Richie Nakano's Kimchi
Richie Nakano is the chef and owner of Hapa Ramen in San Francisco and believes you can kimchi anything. Nakano uses a double fermentation method, which, along with the added rice vinegar, helps control things and gives the kimchi an almost cheesy quality. Richie makes 20-lb. batches, but I've scaled the recipe back to be a little more home-friendly. I'm including Richie's original instructions, followed by my translation. Measurements are adjustable; if you want less spice, reduce the chili paste and/or the dry chili to your taste.
Place the cabbage in a large, nonreactive bowl. Add the salt, and toss with your hands, making sure the salt gets evenly distributed. Place a plate on top, and place something heavy on top, like a large can of tomatoes, to press the cabbage. Let stand for 30 minutes to an hour.
Remove the weight and plate. Pour off any liquid that has accumulated in the bowl. Take the cabbage in handfuls and wring any excess moisture from it, then pack it tightly into a sterilized one-quart jar. You should be able to get it into one quart. Liquid will release during the packing process; this is normal. Only pour it off if it's overflowing.

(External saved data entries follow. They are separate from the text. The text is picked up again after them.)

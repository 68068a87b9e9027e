use std::sync::LazyLock;

use regex::Regex;

static JAVA_FENCE: LazyLock<Regex> =
    LazyLock::new(|| Regex::new(r"(?s)```java\s*(.*?)\s*```").expect("java fence pattern"));

static ANY_FENCE: LazyLock<Regex> =
    LazyLock::new(|| Regex::new(r"(?s)```\s*(.*?)\s*```").expect("fence pattern"));

/// First `java` fenced block, else first fenced block, else the trimmed text.
pub fn extract_code(raw: &str) -> String {
    JAVA_FENCE
        .captures(raw)
        .or_else(|| ANY_FENCE.captures(raw))
        .map(|c| c[1].trim().to_string())
        .unwrap_or_else(|| raw.trim().to_string())
}

#[cfg(test)]
mod tests {
    use super::*;

    #[test]
    fn prefers_java_block() {
        let raw = "Here:\n```text\nnotes\n```\n```java\nclass ATest {}\n```\n";
        assert_eq!(extract_code(raw), "class ATest {}");
    }

    #[test]
    fn falls_back_to_generic_block() {
        let raw = "```\nclass ATest {}\n```";
        assert_eq!(extract_code(raw), "class ATest {}");
    }

    #[test]
    fn falls_back_to_raw_text() {
        assert_eq!(extract_code("  class ATest {}\n"), "class ATest {}");
    }

    #[test]
    fn empty_block_yields_empty_code() {
        assert_eq!(extract_code("```java\n```"), "");
    }
}
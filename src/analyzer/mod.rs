pub mod maven;
pub mod types;

pub use maven::analyze;
pub use types::{BuildOutcome, DiagnosticKind, DiagnosticRecord};
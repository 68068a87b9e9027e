use std::cell::{Cell, RefCell};
use std::collections::{BTreeSet, VecDeque};
use std::io;
use std::path::{Path, PathBuf};

use jtester::executor::{BuildRun, BuildRunner};
use jtester::llm::prompt::LlmPrompt;
use jtester::llm::{Oracle, OracleError};
use jtester::machine::{ExhaustReason, RunOutcome};
use jtester::orchestrator::{Collaborators, Orchestrator};
use jtester::source::{parse_java_source, SourceUnit};
use jtester::testgen::SourceStore;

const TARGET: &str = "package com.dummy;\n\npublic class Foo {\n    public int bar() { return 1; }\n}\n";

const RELEVANT_FAILURE: &str = "[ERROR] /p/src/test/java/com/dummy/FooTest.java:[10,5] cannot find symbol\n[ERROR]   symbol:   variable bar\n[INFO] BUILD FAILURE";

const UNRELATED_FAILURE: &str = "[ERROR] /p/src/main/java/com/dummy/OtherClass.java:[3,1] incompatible types\n[INFO] BUILD FAILURE";

/* ---------- fakes ---------- */

#[derive(Default)]
struct ScriptedOracle {
    generations: Cell<u32>,
    diagnoses: Cell<u32>,
    fixes: Cell<u32>,
    fail_generation: bool,
    seen: RefCell<Vec<String>>,
}

impl Oracle for ScriptedOracle {
    fn generate(&self, prompt: &LlmPrompt) -> Result<String, OracleError> {
        self.seen.borrow_mut().push(prompt.user.clone());

        if prompt.user.starts_with("Write a unit test class") {
            self.generations.set(self.generations.get() + 1);
            if self.fail_generation {
                return Err(OracleError::Parse("connection refused".into()));
            }
            Ok("```java\nclass FooTest { /* v0 */ }\n```".into())
        } else if prompt.user.starts_with("The test for") {
            self.diagnoses.set(self.diagnoses.get() + 1);
            Ok("  Missing import for Bar.  ".into())
        } else {
            let n = self.fixes.get() + 1;
            self.fixes.set(n);
            Ok(format!("```java\nclass FooTest {{ /* v{n} */ }}\n```"))
        }
    }
}

struct ScriptedRunner {
    outputs: RefCell<VecDeque<&'static str>>,
    calls: RefCell<Vec<String>>,
}

impl ScriptedRunner {
    fn new(outputs: &[&'static str]) -> Self {
        Self {
            outputs: RefCell::new(outputs.iter().copied().collect()),
            calls: RefCell::new(Vec::new()),
        }
    }
}

impl BuildRunner for ScriptedRunner {
    fn run(&self, test_identifier: &str) -> BuildRun {
        self.calls.borrow_mut().push(test_identifier.to_string());
        let output = self
            .outputs
            .borrow_mut()
            .pop_front()
            .unwrap_or(RELEVANT_FAILURE);
        BuildRun {
            success: output.contains("BUILD SUCCESS"),
            output: output.to_string(),
            duration_ms: 5,
        }
    }
}

#[derive(Default)]
struct MemoryStore {
    writes: RefCell<Vec<(PathBuf, String)>>,
}

impl SourceStore for MemoryStore {
    fn write_test(&self, class_name: &str, package: &str, code: &str) -> io::Result<PathBuf> {
        let path = PathBuf::from(format!("{}/{class_name}.java", package.replace('.', "/")));
        self.writes
            .borrow_mut()
            .push((path.clone(), code.to_string()));
        Ok(path)
    }

    fn read(&self, path: &Path) -> io::Result<String> {
        self.writes
            .borrow()
            .iter()
            .rev()
            .find(|(p, _)| p == path)
            .map(|(_, c)| c.clone())
            .ok_or_else(|| io::Error::from(io::ErrorKind::NotFound))
    }
}

fn unit() -> SourceUnit {
    parse_java_source(TARGET).unwrap()
}

fn drive(
    unit: &SourceUnit,
    oracle: &ScriptedOracle,
    runner: &ScriptedRunner,
    store: &MemoryStore,
    max: u32,
) -> (RunOutcome, jtester::report::RunReport) {
    Orchestrator::new(
        unit,
        "\n--- Dependency: Bar ---\npublic int baz();\n".into(),
        Collaborators {
            oracle,
            runner,
            store,
        },
        max,
    )
    .run()
    .unwrap()
}

/* ---------- scenarios ---------- */

#[test]
fn passes_on_first_attempt() {
    let (oracle, store) = (ScriptedOracle::default(), MemoryStore::default());
    let runner = ScriptedRunner::new(&["[INFO] BUILD SUCCESS"]);

    let (outcome, report) = drive(&unit(), &oracle, &runner, &store, 3);

    assert_eq!(
        outcome,
        RunOutcome::Succeeded {
            attempts: 1,
            test_path: PathBuf::from("com/dummy/FooTest.java"),
        }
    );
    assert_eq!(*runner.calls.borrow(), vec!["com.dummy.FooTest"]);
    assert_eq!(oracle.diagnoses.get(), 0);
    assert_eq!(store.writes.borrow()[0].1, "class FooTest { /* v0 */ }");
    assert_eq!(report.attempts.len(), 1);
    assert!(report.outcome.is_some());
}

#[test]
fn repairs_then_passes_on_second_attempt() {
    let (oracle, store) = (ScriptedOracle::default(), MemoryStore::default());
    let runner = ScriptedRunner::new(&[RELEVANT_FAILURE, "[INFO] BUILD SUCCESS"]);

    let (outcome, report) = drive(&unit(), &oracle, &runner, &store, 3);

    assert!(matches!(outcome, RunOutcome::Succeeded { attempts: 2, .. }));
    assert_eq!(oracle.generations.get(), 1);
    assert_eq!(oracle.diagnoses.get(), 1);
    assert_eq!(oracle.fixes.get(), 1);

    let seen = oracle.seen.borrow();
    assert!(seen[1].contains("Line 10: cannot find symbol"));
    assert!(seen[2].contains("\"Missing import for Bar.\""));

    let writes = store.writes.borrow();
    assert_eq!(writes.len(), 2);
    assert_eq!(writes[1].1, "class FooTest { /* v1 */ }");

    let second = &report.attempts[1];
    assert_eq!(second.diagnosis.as_deref(), Some("Missing import for Bar."));
    assert_eq!(second.prompt_hashes.len(), 2);
    assert!(second.code_changes.is_some());
    assert_eq!(report.attempts[0].diagnostics.len(), 1);
}

#[test]
fn unrelated_breakage_aborts_without_repair() {
    let (oracle, store) = (ScriptedOracle::default(), MemoryStore::default());
    let runner = ScriptedRunner::new(&[UNRELATED_FAILURE]);

    let (outcome, _) = drive(&unit(), &oracle, &runner, &store, 3);

    assert_eq!(
        outcome,
        RunOutcome::AbortedUnrelated {
            attempt: 1,
            files: BTreeSet::from(["OtherClass.java".to_string()]),
        }
    );
    assert_eq!(oracle.diagnoses.get(), 0);
    assert_eq!(runner.calls.borrow().len(), 1);
}

#[test]
fn three_relevant_failures_exhaust_the_budget() {
    let (oracle, store) = (ScriptedOracle::default(), MemoryStore::default());
    let runner = ScriptedRunner::new(&[RELEVANT_FAILURE; 3]);

    let (outcome, report) = drive(&unit(), &oracle, &runner, &store, 3);

    assert_eq!(
        outcome,
        RunOutcome::Exhausted {
            attempts: 3,
            reason: ExhaustReason::RetriesSpent,
        }
    );
    assert_eq!(oracle.generations.get(), 1);
    assert_eq!(oracle.fixes.get(), 2);
    assert_eq!(oracle.seen.borrow().len(), 5);
    assert_eq!(runner.calls.borrow().len(), 3);
    assert_eq!(report.attempts.len(), 3);
}

#[test]
fn oracle_failure_ends_the_run_before_any_build() {
    let oracle = ScriptedOracle {
        fail_generation: true,
        ..ScriptedOracle::default()
    };
    let store = MemoryStore::default();
    let runner = ScriptedRunner::new(&[]);

    let (outcome, report) = drive(&unit(), &oracle, &runner, &store, 3);

    assert_eq!(
        outcome,
        RunOutcome::Exhausted {
            attempts: 1,
            reason: ExhaustReason::NoCode,
        }
    );
    assert!(runner.calls.borrow().is_empty());
    assert!(store.writes.borrow().is_empty());
    assert!(report.attempts[0]
        .oracle_error
        .as_deref()
        .unwrap()
        .contains("connection refused"));
}

#[test]
fn single_attempt_budget_never_diagnoses() {
    let (oracle, store) = (ScriptedOracle::default(), MemoryStore::default());
    let runner = ScriptedRunner::new(&[RELEVANT_FAILURE]);

    let (outcome, _) = drive(&unit(), &oracle, &runner, &store, 1);

    assert!(matches!(
        outcome,
        RunOutcome::Exhausted {
            attempts: 1,
            reason: ExhaustReason::RetriesSpent
        }
    ));
    assert_eq!(oracle.seen.borrow().len(), 1);
}
pub mod run;

pub use run::{BuildRun, BuildRunner, MavenRunner};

Cover the jar with a clean kitchen towel and let rest at room temperature for three to five days. You'll see some bubbles in the liquid, and the cabbage will take on a slightly sour, but not unpleasant aroma.
Turn the cabbage out into a large, nonreactive bowl. Puree the chili paste, vinegar, chili powder, garlic and ginger. Add to the cabbage, add the scallions, and mix thoroughly. Pack the mixture into another sterilized jar; cover with another clean towel and let rest another three to five days. Will keep, covered and refrigerated, for several weeks.